### EXERCISE DESCRIPTION
Gather every line below where "Parser" appears.

EXERCISE INPUTS Start Marker

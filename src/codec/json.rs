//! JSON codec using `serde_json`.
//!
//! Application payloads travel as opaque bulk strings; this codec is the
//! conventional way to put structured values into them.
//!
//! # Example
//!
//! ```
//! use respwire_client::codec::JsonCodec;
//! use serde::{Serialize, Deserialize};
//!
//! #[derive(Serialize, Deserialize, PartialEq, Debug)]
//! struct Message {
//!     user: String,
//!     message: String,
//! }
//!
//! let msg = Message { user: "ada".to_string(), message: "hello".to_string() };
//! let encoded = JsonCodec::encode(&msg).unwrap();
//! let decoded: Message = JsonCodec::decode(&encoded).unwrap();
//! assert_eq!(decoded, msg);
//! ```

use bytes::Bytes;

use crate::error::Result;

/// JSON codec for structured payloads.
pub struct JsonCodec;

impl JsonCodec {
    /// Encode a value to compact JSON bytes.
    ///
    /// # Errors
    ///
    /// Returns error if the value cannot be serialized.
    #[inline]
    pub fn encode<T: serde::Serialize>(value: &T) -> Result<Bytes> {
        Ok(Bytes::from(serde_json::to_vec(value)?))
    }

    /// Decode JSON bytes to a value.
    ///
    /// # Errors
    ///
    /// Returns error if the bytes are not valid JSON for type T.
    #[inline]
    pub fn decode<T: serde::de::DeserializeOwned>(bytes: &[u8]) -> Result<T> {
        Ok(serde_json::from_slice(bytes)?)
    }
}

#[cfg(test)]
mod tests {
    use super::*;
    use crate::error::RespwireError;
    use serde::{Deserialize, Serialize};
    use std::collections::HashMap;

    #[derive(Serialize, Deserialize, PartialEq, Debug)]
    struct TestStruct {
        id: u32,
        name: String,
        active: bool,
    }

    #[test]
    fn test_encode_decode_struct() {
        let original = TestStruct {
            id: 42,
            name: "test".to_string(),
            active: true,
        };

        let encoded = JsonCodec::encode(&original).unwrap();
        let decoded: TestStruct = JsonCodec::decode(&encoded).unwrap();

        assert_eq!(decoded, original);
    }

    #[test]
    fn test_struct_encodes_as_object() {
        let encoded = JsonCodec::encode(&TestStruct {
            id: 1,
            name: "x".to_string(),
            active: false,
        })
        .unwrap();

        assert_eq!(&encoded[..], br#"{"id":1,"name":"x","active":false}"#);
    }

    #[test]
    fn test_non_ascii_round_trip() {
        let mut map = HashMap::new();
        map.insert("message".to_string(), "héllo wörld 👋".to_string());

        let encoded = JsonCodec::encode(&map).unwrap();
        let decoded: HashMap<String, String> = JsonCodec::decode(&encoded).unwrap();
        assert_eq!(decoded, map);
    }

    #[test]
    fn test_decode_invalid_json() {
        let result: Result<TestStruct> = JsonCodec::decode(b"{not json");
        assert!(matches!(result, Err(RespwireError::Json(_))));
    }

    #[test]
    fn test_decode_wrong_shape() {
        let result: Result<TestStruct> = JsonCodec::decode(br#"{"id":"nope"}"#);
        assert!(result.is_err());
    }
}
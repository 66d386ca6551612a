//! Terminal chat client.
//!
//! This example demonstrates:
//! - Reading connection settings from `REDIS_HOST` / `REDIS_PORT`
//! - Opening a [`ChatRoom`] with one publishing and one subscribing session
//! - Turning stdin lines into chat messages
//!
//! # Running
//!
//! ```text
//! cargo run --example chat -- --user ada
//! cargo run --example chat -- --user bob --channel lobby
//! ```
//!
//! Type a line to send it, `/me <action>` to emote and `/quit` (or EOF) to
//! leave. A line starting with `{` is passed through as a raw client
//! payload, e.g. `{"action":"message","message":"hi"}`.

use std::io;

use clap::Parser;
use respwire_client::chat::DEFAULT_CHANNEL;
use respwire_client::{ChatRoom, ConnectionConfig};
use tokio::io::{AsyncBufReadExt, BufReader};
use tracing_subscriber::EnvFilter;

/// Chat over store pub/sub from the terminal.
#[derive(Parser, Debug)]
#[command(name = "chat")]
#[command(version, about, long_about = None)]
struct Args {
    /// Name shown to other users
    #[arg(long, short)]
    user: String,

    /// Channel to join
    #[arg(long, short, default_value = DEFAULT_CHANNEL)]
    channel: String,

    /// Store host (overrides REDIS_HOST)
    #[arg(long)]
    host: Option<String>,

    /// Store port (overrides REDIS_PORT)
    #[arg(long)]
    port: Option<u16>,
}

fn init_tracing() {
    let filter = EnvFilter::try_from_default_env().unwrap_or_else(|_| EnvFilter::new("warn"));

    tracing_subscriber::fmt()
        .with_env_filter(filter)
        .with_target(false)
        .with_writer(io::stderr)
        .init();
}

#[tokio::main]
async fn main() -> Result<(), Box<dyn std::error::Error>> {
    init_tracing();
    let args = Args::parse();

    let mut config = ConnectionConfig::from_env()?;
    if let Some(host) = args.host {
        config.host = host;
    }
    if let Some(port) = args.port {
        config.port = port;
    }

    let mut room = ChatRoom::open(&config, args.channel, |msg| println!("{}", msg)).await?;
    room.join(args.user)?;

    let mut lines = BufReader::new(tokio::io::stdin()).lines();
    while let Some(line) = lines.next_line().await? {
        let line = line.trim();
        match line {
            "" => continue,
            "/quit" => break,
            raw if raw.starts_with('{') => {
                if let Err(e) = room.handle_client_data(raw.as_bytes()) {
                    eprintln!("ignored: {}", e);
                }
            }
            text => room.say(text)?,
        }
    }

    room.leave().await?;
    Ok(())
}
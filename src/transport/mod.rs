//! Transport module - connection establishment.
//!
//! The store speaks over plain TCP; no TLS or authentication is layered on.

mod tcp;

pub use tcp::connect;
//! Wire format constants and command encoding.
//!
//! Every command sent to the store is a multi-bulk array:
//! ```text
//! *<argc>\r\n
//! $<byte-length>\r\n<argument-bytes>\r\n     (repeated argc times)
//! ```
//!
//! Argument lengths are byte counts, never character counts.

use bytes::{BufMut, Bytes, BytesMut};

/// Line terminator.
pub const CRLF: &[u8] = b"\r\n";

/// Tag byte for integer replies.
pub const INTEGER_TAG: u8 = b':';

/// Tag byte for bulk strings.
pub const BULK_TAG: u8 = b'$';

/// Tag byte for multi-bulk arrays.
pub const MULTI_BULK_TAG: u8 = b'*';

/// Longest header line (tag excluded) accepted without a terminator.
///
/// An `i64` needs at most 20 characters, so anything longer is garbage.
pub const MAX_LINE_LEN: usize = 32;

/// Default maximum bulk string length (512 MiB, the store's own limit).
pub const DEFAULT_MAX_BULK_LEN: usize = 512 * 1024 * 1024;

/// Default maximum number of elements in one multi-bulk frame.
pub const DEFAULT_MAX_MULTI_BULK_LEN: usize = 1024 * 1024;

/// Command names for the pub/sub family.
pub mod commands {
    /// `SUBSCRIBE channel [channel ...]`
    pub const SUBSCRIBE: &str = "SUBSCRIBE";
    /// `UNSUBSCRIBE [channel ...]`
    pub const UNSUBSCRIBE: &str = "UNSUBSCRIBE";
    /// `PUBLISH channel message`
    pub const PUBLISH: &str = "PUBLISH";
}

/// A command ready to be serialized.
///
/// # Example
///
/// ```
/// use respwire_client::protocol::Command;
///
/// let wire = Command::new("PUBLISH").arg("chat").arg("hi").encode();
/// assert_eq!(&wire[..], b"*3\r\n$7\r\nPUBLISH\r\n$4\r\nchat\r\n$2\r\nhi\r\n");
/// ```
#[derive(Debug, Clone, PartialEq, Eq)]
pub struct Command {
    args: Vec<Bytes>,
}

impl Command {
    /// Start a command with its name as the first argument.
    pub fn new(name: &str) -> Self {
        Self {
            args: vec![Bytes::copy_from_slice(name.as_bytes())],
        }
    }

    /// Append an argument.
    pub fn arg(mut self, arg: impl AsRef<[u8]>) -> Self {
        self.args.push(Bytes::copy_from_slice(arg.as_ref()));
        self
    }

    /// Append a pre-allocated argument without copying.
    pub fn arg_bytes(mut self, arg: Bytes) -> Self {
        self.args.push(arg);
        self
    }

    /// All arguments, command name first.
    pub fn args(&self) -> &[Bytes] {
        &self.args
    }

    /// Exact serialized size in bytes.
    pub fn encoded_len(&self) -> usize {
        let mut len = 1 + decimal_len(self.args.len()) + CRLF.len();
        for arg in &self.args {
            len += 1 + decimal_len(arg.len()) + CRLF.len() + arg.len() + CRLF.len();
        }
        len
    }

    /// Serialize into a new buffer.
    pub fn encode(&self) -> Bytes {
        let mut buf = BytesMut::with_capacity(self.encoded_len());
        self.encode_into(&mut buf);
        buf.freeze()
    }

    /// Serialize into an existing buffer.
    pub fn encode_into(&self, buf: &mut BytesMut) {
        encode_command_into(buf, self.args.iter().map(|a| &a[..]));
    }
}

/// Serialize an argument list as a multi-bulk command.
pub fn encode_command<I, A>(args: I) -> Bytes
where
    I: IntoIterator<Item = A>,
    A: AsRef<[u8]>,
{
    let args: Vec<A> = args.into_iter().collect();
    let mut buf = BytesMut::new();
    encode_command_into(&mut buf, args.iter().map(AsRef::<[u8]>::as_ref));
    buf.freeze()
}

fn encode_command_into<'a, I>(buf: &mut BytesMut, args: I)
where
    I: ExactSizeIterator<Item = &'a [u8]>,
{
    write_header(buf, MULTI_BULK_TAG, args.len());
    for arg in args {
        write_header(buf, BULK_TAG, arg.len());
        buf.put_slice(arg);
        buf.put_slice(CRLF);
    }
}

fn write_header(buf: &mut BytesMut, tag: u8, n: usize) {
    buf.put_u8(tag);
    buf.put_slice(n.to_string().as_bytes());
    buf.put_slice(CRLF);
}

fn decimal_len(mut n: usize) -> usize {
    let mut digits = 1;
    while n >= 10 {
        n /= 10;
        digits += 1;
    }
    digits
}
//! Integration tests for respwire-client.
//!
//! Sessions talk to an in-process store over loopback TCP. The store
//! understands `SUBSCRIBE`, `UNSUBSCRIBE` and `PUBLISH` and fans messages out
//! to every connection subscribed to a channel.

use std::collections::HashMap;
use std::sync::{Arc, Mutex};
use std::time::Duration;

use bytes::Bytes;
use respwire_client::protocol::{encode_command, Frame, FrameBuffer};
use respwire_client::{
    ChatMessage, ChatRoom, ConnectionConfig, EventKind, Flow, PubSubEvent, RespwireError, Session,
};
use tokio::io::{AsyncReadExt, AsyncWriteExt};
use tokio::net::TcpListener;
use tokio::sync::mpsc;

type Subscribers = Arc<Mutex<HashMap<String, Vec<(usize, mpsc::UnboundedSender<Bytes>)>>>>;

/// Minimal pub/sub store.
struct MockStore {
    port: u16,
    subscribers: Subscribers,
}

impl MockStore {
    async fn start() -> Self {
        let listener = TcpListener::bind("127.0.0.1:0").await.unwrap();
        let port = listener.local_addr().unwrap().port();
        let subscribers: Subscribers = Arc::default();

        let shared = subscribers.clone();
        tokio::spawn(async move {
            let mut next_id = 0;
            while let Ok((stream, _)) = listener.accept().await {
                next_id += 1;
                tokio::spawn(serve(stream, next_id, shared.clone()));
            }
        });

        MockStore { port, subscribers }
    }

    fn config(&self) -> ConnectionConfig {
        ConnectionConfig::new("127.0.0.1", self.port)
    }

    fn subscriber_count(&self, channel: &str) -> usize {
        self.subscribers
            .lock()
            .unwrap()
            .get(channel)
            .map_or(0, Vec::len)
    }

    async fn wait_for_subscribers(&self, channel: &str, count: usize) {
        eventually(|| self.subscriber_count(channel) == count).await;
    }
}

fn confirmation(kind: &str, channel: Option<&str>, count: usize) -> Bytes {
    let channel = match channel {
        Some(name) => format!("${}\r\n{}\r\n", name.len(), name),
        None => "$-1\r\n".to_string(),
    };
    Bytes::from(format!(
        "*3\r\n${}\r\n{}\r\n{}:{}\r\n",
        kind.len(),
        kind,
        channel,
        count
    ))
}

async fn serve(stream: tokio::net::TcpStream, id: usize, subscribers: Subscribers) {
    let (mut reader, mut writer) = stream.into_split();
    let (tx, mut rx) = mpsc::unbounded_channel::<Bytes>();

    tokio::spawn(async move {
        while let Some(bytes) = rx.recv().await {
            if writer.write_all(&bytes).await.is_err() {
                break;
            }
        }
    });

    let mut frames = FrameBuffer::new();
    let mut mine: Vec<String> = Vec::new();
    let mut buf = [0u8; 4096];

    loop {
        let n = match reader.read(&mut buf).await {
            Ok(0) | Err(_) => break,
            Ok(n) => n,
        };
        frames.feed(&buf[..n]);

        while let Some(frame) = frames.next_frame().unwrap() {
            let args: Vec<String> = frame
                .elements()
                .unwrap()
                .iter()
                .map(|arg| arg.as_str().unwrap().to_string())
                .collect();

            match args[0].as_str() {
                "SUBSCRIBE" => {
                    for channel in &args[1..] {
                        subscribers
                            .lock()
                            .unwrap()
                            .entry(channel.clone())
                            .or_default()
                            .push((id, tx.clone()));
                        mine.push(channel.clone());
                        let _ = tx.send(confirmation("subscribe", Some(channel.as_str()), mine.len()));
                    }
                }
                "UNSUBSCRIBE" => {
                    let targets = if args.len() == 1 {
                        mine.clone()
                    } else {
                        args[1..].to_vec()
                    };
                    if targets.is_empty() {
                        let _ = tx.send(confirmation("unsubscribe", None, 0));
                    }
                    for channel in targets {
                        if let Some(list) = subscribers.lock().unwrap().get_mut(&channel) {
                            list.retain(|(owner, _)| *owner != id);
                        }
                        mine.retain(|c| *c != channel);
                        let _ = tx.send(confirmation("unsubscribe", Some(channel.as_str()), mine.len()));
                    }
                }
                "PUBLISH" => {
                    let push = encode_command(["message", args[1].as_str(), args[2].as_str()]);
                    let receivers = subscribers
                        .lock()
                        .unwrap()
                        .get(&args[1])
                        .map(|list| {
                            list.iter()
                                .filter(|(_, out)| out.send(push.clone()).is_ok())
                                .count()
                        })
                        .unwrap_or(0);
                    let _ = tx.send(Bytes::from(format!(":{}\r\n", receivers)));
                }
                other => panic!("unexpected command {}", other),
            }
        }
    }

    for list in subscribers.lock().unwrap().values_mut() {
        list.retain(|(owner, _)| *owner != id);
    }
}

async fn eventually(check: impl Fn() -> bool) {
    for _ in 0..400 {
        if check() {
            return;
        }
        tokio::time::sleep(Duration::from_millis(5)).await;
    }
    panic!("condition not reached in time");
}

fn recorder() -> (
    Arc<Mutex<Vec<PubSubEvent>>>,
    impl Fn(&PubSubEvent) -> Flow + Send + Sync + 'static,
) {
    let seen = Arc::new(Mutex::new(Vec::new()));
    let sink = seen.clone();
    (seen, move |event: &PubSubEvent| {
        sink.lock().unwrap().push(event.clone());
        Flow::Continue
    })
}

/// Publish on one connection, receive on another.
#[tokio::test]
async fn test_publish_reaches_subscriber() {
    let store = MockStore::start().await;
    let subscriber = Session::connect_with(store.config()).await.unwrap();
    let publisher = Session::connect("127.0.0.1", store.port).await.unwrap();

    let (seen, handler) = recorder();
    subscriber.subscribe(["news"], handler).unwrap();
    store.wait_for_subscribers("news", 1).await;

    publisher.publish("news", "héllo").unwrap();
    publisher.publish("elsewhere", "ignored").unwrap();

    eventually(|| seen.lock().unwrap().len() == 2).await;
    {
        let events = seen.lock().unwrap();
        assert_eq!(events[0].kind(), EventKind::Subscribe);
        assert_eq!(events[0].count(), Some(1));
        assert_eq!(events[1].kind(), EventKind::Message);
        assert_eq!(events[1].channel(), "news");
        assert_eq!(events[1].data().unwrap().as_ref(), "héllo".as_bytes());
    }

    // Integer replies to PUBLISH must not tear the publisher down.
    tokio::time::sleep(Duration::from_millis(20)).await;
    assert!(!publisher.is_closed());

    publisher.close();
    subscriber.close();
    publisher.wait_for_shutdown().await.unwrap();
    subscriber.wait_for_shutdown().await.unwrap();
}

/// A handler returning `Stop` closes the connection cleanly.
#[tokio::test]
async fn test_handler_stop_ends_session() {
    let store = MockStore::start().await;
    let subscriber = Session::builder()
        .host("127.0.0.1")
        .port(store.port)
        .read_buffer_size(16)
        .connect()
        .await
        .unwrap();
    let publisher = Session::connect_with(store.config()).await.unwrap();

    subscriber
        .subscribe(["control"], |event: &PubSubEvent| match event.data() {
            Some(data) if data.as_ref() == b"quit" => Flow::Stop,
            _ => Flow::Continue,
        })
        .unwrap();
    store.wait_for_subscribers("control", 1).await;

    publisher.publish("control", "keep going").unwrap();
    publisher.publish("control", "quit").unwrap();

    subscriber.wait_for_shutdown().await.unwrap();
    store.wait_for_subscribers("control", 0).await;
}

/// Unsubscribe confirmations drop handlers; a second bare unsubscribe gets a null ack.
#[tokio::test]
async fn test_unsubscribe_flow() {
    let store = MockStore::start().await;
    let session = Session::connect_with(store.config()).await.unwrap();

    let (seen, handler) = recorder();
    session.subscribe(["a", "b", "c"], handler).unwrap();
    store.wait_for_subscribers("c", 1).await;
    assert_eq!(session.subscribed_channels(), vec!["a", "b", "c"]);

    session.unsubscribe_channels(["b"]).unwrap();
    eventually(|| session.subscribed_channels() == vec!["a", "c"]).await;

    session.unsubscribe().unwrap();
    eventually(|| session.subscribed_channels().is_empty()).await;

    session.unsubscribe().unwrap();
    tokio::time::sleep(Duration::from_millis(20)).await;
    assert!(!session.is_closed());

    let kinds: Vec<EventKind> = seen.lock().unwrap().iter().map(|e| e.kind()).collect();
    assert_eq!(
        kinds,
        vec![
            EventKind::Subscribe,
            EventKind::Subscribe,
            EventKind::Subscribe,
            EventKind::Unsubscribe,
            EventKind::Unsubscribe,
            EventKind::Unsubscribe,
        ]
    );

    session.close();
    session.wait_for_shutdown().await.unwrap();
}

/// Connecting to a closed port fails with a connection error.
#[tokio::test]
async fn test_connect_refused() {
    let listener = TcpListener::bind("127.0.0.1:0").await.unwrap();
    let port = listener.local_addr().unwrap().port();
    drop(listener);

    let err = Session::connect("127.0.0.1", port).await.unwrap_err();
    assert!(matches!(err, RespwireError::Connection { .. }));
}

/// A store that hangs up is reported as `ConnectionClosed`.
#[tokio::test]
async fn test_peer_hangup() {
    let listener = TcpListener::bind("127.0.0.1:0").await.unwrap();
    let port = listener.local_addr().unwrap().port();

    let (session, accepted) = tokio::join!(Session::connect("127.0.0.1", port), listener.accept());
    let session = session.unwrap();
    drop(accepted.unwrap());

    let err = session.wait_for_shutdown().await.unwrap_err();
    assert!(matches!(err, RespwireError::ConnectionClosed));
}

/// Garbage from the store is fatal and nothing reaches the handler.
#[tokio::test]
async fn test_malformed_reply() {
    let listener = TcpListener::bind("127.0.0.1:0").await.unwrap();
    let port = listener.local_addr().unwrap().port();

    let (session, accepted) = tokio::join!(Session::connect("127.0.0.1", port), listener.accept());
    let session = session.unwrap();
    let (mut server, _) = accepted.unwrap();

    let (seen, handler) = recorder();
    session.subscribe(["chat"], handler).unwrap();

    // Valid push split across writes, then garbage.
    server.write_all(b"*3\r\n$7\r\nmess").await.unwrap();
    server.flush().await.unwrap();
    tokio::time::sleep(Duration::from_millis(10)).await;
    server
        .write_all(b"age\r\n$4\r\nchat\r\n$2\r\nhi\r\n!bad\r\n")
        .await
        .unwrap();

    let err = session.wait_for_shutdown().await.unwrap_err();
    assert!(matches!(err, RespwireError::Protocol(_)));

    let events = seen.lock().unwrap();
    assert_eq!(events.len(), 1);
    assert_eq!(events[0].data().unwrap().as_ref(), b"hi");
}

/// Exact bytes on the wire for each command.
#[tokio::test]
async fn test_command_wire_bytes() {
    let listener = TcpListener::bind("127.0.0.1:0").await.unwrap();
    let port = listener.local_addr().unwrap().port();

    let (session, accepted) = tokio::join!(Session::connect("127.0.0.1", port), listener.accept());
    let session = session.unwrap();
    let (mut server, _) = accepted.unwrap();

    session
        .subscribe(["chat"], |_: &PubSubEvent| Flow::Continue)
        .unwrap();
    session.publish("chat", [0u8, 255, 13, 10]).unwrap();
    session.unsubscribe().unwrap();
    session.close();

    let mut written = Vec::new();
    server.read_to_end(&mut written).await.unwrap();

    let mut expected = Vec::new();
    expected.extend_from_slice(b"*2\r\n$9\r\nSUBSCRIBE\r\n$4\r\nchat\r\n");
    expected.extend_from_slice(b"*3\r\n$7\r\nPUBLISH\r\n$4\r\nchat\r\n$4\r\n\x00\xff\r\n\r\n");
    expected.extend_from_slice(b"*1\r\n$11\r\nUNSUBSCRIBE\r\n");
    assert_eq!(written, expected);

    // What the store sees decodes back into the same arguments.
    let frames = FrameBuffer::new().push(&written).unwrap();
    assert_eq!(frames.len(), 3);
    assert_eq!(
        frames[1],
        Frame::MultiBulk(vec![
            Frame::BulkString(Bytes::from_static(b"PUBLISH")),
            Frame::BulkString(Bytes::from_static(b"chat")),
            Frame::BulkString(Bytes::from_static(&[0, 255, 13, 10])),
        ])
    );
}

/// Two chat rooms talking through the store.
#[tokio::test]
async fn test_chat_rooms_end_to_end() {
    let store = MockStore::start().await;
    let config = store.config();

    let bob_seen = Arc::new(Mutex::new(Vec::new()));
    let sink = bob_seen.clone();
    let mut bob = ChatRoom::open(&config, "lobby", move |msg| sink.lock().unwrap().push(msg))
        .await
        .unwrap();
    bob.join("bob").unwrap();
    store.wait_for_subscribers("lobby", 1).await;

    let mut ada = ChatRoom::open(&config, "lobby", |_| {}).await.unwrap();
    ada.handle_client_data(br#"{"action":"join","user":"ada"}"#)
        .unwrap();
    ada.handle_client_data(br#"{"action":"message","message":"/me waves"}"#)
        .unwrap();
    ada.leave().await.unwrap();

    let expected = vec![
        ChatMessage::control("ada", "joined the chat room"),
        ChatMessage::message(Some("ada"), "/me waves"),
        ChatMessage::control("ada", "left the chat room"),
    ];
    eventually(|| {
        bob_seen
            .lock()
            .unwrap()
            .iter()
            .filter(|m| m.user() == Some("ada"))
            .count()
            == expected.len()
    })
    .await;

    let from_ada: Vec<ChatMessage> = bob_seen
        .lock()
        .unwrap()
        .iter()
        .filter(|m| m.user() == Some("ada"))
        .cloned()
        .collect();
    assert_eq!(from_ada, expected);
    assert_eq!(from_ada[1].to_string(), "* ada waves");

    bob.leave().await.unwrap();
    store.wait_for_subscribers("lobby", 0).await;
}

EXERCISE INPUTS End Marker

### EXERCISE OUTPUT
use clap::Parser;
#[derive(Parser, Debug)]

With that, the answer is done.